A volte, se lo trovava rannicchiato in petto, che dormendo le brancicava le mammelle in un movimento cieco e ansioso. Dall'epoca che lo allattava nei suoi primi mesi di vita, Ida era disavvezza alla sensazione di quelle due manucce che la brancicavano; ma le sue mammelle, già scarse allora, adesso erano prosciugate in eterno. Con una tenerezza bestiale e inservibile, Ida staccava il figlietto da sé. E da quel momento incominciava la sua battuta diurna per le vie di Roma, cacciata avanti dai suoi nervi come da un esercito di armati che la frustassero in doppia fila.
2 - Via via smarrì ogni senso d'onore e di vergogna (Voce: Vanna Locatelli)
Via via smarrì ogni senso d’onore e di vergogna, oltre che di paura.
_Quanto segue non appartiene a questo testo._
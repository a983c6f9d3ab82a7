//! Scripted in-memory card for tests

use super::Transport;
use crate::apdu::{Command, Response, StatusWord};
use crate::error::Result;
use std::cell::RefCell;
use std::collections::VecDeque;
use std::rc::Rc;

/// Everything the proxy did to the card.
#[derive(Debug, Default)]
pub struct CardLog {
    pub selected: Option<Vec<u8>>,
    pub sent: Vec<Command>,
    pub disconnects: usize,
}

impl CardLog {
    pub fn instructions(&self) -> Vec<u8> {
        self.sent.iter().map(|c| c.ins).collect()
    }
}

/// Answers scripted replies in order, then succeeds with filler data of the
/// expected length.
pub struct MockCard {
    log: Rc<RefCell<CardLog>>,
    replies: VecDeque<Response>,
    present: bool,
    filler: u8,
}

impl MockCard {
    pub fn new() -> Self {
        Self {
            log: Rc::new(RefCell::new(CardLog::default())),
            replies: VecDeque::new(),
            present: true,
            filler: 0x5A,
        }
    }

    pub fn absent() -> Self {
        Self {
            present: false,
            ..Self::new()
        }
    }

    pub fn reply(mut self, response: Response) -> Self {
        self.replies.push_back(response);
        self
    }

    pub fn reply_ok(self) -> Self {
        self.reply(Response::success(Vec::new()))
    }

    pub fn reply_status(self, sw: u16) -> Self {
        self.reply(Response::status(StatusWord(sw)))
    }

    pub fn log(&self) -> Rc<RefCell<CardLog>> {
        Rc::clone(&self.log)
    }
}

impl Transport for MockCard {
    fn connect(&mut self, applet_id: &[u8]) -> bool {
        if self.present {
            self.log.borrow_mut().selected = Some(applet_id.to_vec());
        }
        self.present
    }

    fn transmit(&mut self, command: &Command) -> Result<Response> {
        self.log.borrow_mut().sent.push(command.clone());
        Ok(self.replies.pop_front().unwrap_or_else(|| {
            let len = command.le.unwrap_or(0) as usize;
            Response::success(vec![self.filler; len])
        }))
    }

    fn disconnect(&mut self) {
        self.log.borrow_mut().disconnects += 1;
    }
}
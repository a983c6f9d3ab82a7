//! Canonical Share Numbers
//!
//! Shares are unsigned big-endian integers written as uppercase hex with no
//! leading zero byte. Zero is written as `00`.

use crate::error::{ProxyError, Result};
use std::cmp::Ordering;

/// Strip leading zero bytes. Zero keeps no bytes at all.
pub fn trim_leading_zeroes(bytes: &[u8]) -> &[u8] {
    let start = bytes.iter().position(|&b| b != 0).unwrap_or(bytes.len());
    &bytes[start..]
}

/// Canonical uppercase hex of an unsigned big-endian value.
pub fn encode_hex(bytes: &[u8]) -> String {
    let trimmed = trim_leading_zeroes(bytes);
    if trimmed.is_empty() {
        "00".to_string()
    } else {
        hex::encode_upper(trimmed)
    }
}

/// Decode a hex line into bytes. Embedded spaces are ignored.
pub fn decode_hex(line: &str) -> Result<Vec<u8>> {
    let digits: String = line.chars().filter(|c| *c != ' ').collect();
    if digits.len() % 2 != 0 {
        return Err(ProxyError::validation(format!(
            "Hex number has an odd digit count ({}).",
            digits.len()
        )));
    }
    hex::decode(&digits)
        .map_err(|e| ProxyError::validation(format!("Malformed hex number: {e}")))
}

/// Compare two unsigned big-endian values by magnitude.
pub fn compare_unsigned(a: &[u8], b: &[u8]) -> Ordering {
    let a = trim_leading_zeroes(a);
    let b = trim_leading_zeroes(b);
    a.len().cmp(&b.len()).then_with(|| a.cmp(b))
}

#[cfg(test)]
mod tests {
    use super::*;

    #[test]
    fn test_zero_is_single_byte() {
        assert_eq!(encode_hex(&[]), "00");
        assert_eq!(encode_hex(&[0, 0, 0]), "00");
        assert_eq!(decode_hex("00").unwrap(), vec![0]);
    }

    #[test]
    fn test_leading_zeroes_trimmed() {
        assert_eq!(encode_hex(&[0x00, 0x00, 0x01, 0xAB]), "01AB");
        assert_eq!(encode_hex(&[0xFF, 0x00]), "FF00");
    }

    #[test]
    fn test_canonical_round_trip() {
        for v in [0u64, 1, 0xFF, 0x100, 0x0102_0304, u64::MAX] {
            let bytes = v.to_be_bytes();
            let text = encode_hex(&bytes);
            assert_eq!(text, text.to_uppercase());
            let back = decode_hex(&text).unwrap();

            let mut padded = [0u8; 8];
            padded[8 - back.len()..].copy_from_slice(&back);
            assert_eq!(u64::from_be_bytes(padded), v);
            assert_eq!(encode_hex(&back), text);
        }
    }

    #[test]
    fn test_decode_accepts_spaces_and_lowercase() {
        assert_eq!(decode_hex("0a 0B").unwrap(), vec![0x0A, 0x0B]);
    }

    #[test]
    fn test_decode_rejects_garbage() {
        assert!(decode_hex("ABC").is_err());
        assert!(decode_hex("ZZ").is_err());
    }

    #[test]
    fn test_compare_by_magnitude_not_length() {
        assert_eq!(compare_unsigned(&[0, 0, 5], &[4]), Ordering::Greater);
        assert_eq!(compare_unsigned(&[0x01, 0x00], &[0xFF]), Ordering::Greater);
        assert_eq!(compare_unsigned(&[0x7F, 0xFF], &[0x80, 0x00]), Ordering::Less);
        assert_eq!(compare_unsigned(&[0, 0x12], &[0x12]), Ordering::Equal);
        assert_eq!(compare_unsigned(&[], &[0]), Ordering::Equal);
    }
}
Una volta, rincasando verso mezzogiorno, incontrò molta gente con pacchetti in mano che veniva dalla piazza di Santa Maria Liberatrice dove i Tedeschi distribuivano gratuitamente dei viveri. Questa elargizione straordinaria nei quartieri popolari, consigliata in quei giorni dalla paura, mirava alla propaganda e allo spettacolo. Difatti lo stesso generale in capo dei Germanici (il pasciuto re di Roma) presiedeva alle distribuzioni, e sulla piazza, intorno ai camion operavano i fotografi e le macchine da presa. [...] Ida, alla vista di quei pacchi, avvertì solo un’avidità impetuosa, che la risucchiava dall’interno. La sua mente si vuotò, Il sangue le corse per tutto il corpo, fino a spargerle sulla pelle delle chiazze infiammate. E facendosi largo a spinte nella calca della piazza, tese le mani verso i camion, a ritirare il suo chilo di farina.
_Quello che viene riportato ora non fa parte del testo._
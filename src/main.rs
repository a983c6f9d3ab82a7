use anyhow::{Context, Result};
use clap::error::ErrorKind as ClapErrorKind;
use clap::Parser;
use smpc_rsa_proxy::{Action, FileStorage, Proxy, Report, Role};
use std::path::PathBuf;
use std::process::ExitCode;
use tracing_subscriber::{layer::SubscriberExt, util::SubscriberInitExt, EnvFilter};

const USAGE: &str = "USAGE: smpc-rsa-proxy [mode] [action]
    Modes: client-sign, client-full, server
    Actions:
        generate - Set the [client-sign] keys or
                   Generate the [client-full|server] keys
        sign - Sign the message
        reset - Reset the applet";

#[derive(Parser)]
#[command(name = "smpc-rsa-proxy", version)]
#[command(about = "SMPC RSA proxy - relays key and signature shares to the smart card applets", long_about = None)]
struct Cli {
    /// Role of the card in the reader
    #[arg(value_enum)]
    mode: Role,

    /// What to do with the card
    #[arg(value_enum)]
    action: Action,

    /// Directory holding the share records (client_card.key, message.txt, ...)
    #[arg(long, default_value = ".")]
    dir: PathBuf,

    /// Use the first reader whose name contains this text
    #[arg(long)]
    reader: Option<String>,

    /// Trace every command and response sent to the card
    #[arg(long, default_value = "false")]
    debug: bool,

    /// Print the result as JSON
    #[arg(long, default_value = "false")]
    json: bool,
}

fn init_tracing(debug: bool) {
    let env_filter = if debug {
        EnvFilter::new("smpc_rsa_proxy=debug")
    } else {
        EnvFilter::try_from_default_env().unwrap_or_else(|_| "smpc_rsa_proxy=warn".into())
    };
    let fmt_layer = tracing_subscriber::fmt::layer().with_writer(std::io::stderr);

    tracing_subscriber::registry()
        .with(env_filter)
        .with(fmt_layer)
        .init();
}

#[cfg(feature = "pcsc")]
fn transport(cli: &Cli) -> smpc_rsa_proxy::card::PcscTransport {
    smpc_rsa_proxy::card::PcscTransport::new(cli.reader.clone())
}

#[cfg(not(feature = "pcsc"))]
fn transport(cli: &Cli) -> smpc_rsa_proxy::card::NoReader {
    if cli.reader.is_some() {
        tracing::warn!("--reader has no effect without reader support");
    }
    smpc_rsa_proxy::card::NoReader
}

fn print_steps(report: &Report) {
    for step in &report.steps {
        println!("{step} OK");
    }
}

fn print_report(report: &Report, json: bool) -> Result<()> {
    if json {
        let out = serde_json::to_string_pretty(report).context("Failed to encode result")?;
        println!("{out}");
        return Ok(());
    }

    print_steps(report);
    for slot in &report.written {
        println!("Wrote {slot}");
    }
    Ok(())
}

fn run(cli: &Cli) -> Result<()> {
    let store = FileStorage::new(cli.dir.clone())?;

    if !cli.json {
        println!("*** SMPC RSA {} PROXY ***", cli.mode.title());
    }

    let mut proxy = Proxy::connect(cli.mode, transport(cli))?;
    let mut report = Report::new(cli.mode, cli.action);
    let result = proxy.execute(cli.action, &store, &mut report);
    drop(proxy);

    if let Err(e) = result {
        // show how far the action got
        if !cli.json {
            print_steps(&report);
        }
        return Err(e.into());
    }
    print_report(&report, cli.json)
}

fn main() -> ExitCode {
    let cli = match Cli::try_parse() {
        Ok(cli) => cli,
        Err(e)
            if matches!(
                e.kind(),
                ClapErrorKind::DisplayHelp | ClapErrorKind::DisplayVersion
            ) =>
        {
            e.exit()
        }
        Err(e) => {
            eprintln!("{e}");
            eprintln!("{USAGE}");
            return ExitCode::FAILURE;
        }
    };

    init_tracing(cli.debug);

    match run(&cli) {
        Ok(()) => ExitCode::SUCCESS,
        Err(e) => {
            eprintln!("NOK");
            eprintln!("{e}");
            ExitCode::FAILURE
        }
    }
}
3 - Ma in quella primavera del '45 (Voce: Vanna Locatelli)
Ma in quella primavera del '45, un giorno sua madre, dopo averlo lasciato in attesa per pochi momenti fuori d'una bottega, lo ritrovò che osservava certe riviste illustrate, appese sul fianco di un'edicola, a una certa altezza da lui.
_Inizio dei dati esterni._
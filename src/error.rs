//! Error types for the proxy.
//!
//! Every failure reachable from a role action surfaces as a [`ProxyError`].
//! The binary maps each one to a message on stderr and exit status 1.

use crate::apdu::StatusWord;
use thiserror::Error;

/// Coarse classification used by callers that only care about the failure class.
#[derive(Debug, Clone, Copy, PartialEq, Eq)]
pub enum ErrorKind {
    Usage,
    Connect,
    Protocol,
    Validation,
    Io,
}

#[derive(Error, Debug)]
pub enum ProxyError {
    // Invocation errors
    #[error("Unknown parameters: {0}")]
    Usage(String),

    // Card errors
    #[error("{0}")]
    Connect(String),

    #[error("{operation}: {status}")]
    Protocol {
        operation: String,
        status: StatusWord,
    },

    /// A tolerated business status word the role turned into a failure.
    #[error("{reason}")]
    Refused {
        operation: String,
        status: StatusWord,
        reason: &'static str,
    },

    // Share errors
    #[error("{0}")]
    Validation(String),

    #[error("Wrong '{0}' file format.")]
    RecordFormat(&'static str),

    // Storage errors
    #[error("Record '{file}' is missing. {hint}")]
    MissingRecord { file: &'static str, hint: &'static str },

    #[error("Cannot access '{path}': {source}")]
    Io {
        path: String,
        #[source]
        source: std::io::Error,
    },
}

impl ProxyError {
    pub fn kind(&self) -> ErrorKind {
        match self {
            Self::Usage(_) => ErrorKind::Usage,
            Self::Connect(_) => ErrorKind::Connect,
            Self::Protocol { .. } | Self::Refused { .. } => ErrorKind::Protocol,
            Self::Validation(_) | Self::RecordFormat(_) => ErrorKind::Validation,
            Self::MissingRecord { .. } | Self::Io { .. } => ErrorKind::Io,
        }
    }

    /// Status word carried by card-side failures.
    pub fn status(&self) -> Option<StatusWord> {
        match self {
            Self::Protocol { status, .. } | Self::Refused { status, .. } => Some(*status),
            _ => None,
        }
    }

    pub(crate) fn validation(msg: impl Into<String>) -> Self {
        Self::Validation(msg.into())
    }
}

pub type Result<T> = std::result::Result<T, ProxyError>;

#[cfg(test)]
mod tests {
    use super::*;

    #[test]
    fn test_protocol_error_message_carries_status() {
        let err = ProxyError::Protocol {
            operation: "Set N1".to_string(),
            status: StatusWord(0x6A80),
        };
        assert_eq!(err.to_string(), "Set N1: 6A80");
        assert_eq!(err.kind(), ErrorKind::Protocol);
        assert_eq!(err.status(), Some(StatusWord(0x6A80)));
    }

    #[test]
    fn test_refused_error_shows_reason_only() {
        let err = ProxyError::Refused {
            operation: "Keygen".to_string(),
            status: StatusWord::COMMAND_NOT_ALLOWED,
            reason: "Keys have already been set. Please, reset the card first.",
        };
        assert_eq!(
            err.to_string(),
            "Keys have already been set. Please, reset the card first."
        );
        assert_eq!(err.kind(), ErrorKind::Protocol);
    }

    #[test]
    fn test_kinds() {
        assert_eq!(ProxyError::Usage("x".into()).kind(), ErrorKind::Usage);
        assert_eq!(ProxyError::Connect("x".into()).kind(), ErrorKind::Connect);
        assert_eq!(
            ProxyError::RecordFormat("message.txt").kind(),
            ErrorKind::Validation
        );
        assert_eq!(
            ProxyError::MissingRecord {
                file: "client.sig",
                hint: ""
            }
            .kind(),
            ErrorKind::Io
        );
        assert!(ProxyError::validation("too big").status().is_none());
    }
}
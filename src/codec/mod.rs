//! Share Encoding
//!
//! - **chunk**: splitting oversized values into command-sized fragments
//! - **number**: canonical hex form and unsigned comparison of shares

pub mod chunk;
pub mod number;

pub use chunk::{fragment, reassemble, Fragment};
pub use number::{compare_unsigned, decode_hex, encode_hex};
Su quella più bassa, spiegata a doppio, il foglio era occupato quasi per intero da due fotografie d'attualità, entrambe di gente impiccata.
Sulla prima si vedeva un viale alberato di città, lungo la spalletta di un ponte semidistrutto. Da ogni albero del viale pendeva un corpo, tutti in fila, nella stessa identica posizione, con la testa inchinata su un orecchio, i piedi un poco divaricati e le due mani legate dietro la schiena. Erano tutti giovani, e tutti malvestiti, dall'aria povera.
Useppe, con la testa in su, stava lì a scrutare queste scene, in uno stupore titubante, e ancora confuso. Pareva interrogasse un enigma, di natura ambigua e deforme, eppure oscuramente familiare.
“Useppe!” lo chiamò Ida; e lui, dopo averle porto docilmente la manina, la seguì perplesso, tuttavia senza chiederle nulla. Di lì a poco, attratto da qualche nuova curiosità, s'era già dimenticato dell'edicola.
4 - Seppur con ritardo Ninnuzzu (Voce: Vanna Locatelli)
Seppure con ritardo, Ninnuzzu mantenne la parola e venne con la motocicletta. Per evitare che, a lasciarla sola nella strada, gliela rubassero, non salì, ma dal basso prima fischiò verso la finestra dei Marrocco, e poi chiamò: “Useppe! Useppeee!”, suonando il clacson a volume spiegato.
Come lo scorse dall'alto, che guardava in su, accosto alla sua macchina smagliante, Useppe cominciò a fremere per l'impazienza da capo a piedi; e immediatamente, senza dir parola, corse a precipizio verso le scale (quasi timoroso che, nel frattempo, il motociclista dileguasse) così che Ida dovette rincorrerlo per dargli il paltoncino e la scoppoletta. […]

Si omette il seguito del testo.